* **TASK PROMPT**
Copy out all lines from the material that contain the string "cell".
____ EXTRACTED ENTRIES
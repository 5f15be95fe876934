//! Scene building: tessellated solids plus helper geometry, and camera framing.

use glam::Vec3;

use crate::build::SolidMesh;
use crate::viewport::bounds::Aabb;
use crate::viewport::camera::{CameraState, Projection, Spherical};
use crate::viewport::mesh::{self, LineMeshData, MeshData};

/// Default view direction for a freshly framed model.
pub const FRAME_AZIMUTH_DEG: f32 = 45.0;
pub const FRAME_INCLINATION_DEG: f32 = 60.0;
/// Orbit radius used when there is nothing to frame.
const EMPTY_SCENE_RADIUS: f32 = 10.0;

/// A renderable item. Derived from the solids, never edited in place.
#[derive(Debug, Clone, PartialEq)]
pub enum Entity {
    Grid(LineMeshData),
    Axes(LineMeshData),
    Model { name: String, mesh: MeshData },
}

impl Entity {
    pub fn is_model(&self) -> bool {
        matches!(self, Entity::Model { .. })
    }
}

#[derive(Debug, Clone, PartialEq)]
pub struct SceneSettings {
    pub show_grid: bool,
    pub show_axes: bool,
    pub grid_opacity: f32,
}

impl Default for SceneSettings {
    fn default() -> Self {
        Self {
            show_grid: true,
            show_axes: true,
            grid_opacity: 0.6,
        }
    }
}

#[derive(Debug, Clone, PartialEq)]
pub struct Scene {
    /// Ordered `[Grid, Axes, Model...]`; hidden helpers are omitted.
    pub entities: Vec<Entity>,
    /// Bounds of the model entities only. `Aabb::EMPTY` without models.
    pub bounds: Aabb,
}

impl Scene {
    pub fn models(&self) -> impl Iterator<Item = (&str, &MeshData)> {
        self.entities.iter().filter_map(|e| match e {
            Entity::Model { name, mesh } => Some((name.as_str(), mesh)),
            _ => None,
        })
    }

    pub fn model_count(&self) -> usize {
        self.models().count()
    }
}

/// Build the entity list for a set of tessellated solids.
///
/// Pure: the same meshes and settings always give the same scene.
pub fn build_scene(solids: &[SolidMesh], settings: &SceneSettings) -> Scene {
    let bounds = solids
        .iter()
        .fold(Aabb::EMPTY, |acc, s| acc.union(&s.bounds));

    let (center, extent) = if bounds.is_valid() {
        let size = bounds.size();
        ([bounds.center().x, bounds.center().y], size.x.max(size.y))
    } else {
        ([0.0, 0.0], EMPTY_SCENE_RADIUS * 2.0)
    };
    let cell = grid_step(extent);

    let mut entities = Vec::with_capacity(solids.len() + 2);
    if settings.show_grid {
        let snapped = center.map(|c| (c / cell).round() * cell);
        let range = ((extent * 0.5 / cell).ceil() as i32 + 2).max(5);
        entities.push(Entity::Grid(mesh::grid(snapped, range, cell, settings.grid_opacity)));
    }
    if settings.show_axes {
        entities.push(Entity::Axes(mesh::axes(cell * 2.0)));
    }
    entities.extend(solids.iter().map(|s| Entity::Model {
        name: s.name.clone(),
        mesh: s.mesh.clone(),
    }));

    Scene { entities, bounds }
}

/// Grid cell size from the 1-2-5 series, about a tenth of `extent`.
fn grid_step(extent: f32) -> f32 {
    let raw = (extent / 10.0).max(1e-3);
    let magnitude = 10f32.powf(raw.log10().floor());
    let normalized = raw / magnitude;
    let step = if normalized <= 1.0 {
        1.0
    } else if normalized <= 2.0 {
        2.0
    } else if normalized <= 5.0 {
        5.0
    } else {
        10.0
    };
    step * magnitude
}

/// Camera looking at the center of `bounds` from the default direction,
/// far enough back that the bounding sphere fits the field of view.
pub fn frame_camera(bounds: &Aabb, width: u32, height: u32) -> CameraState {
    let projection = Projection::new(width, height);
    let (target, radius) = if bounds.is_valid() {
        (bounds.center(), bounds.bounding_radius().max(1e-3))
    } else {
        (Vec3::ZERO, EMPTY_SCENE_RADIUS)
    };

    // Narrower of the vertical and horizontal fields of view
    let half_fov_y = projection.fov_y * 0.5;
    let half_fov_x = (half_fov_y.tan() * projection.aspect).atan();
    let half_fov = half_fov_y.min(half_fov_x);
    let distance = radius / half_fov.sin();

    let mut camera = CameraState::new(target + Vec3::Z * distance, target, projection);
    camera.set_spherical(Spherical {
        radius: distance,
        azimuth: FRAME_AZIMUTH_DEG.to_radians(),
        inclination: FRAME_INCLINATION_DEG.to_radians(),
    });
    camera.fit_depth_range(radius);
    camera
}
________
* **ANSWER BOX**
    let cell = grid_step(extent);
        let snapped = center.map(|c| (c / cell).round() * cell);
        let range = ((extent * 0.5 / cell).ceil() as i32 + 2).max(5);
        entities.push(Entity::Grid(mesh::grid(snapped, range, cell, settings.grid_opacity)));
        entities.push(Entity::Axes(mesh::axes(cell * 2.0)));
/// Grid cell size from the 1-2-5 series, about a tenth of `extent`.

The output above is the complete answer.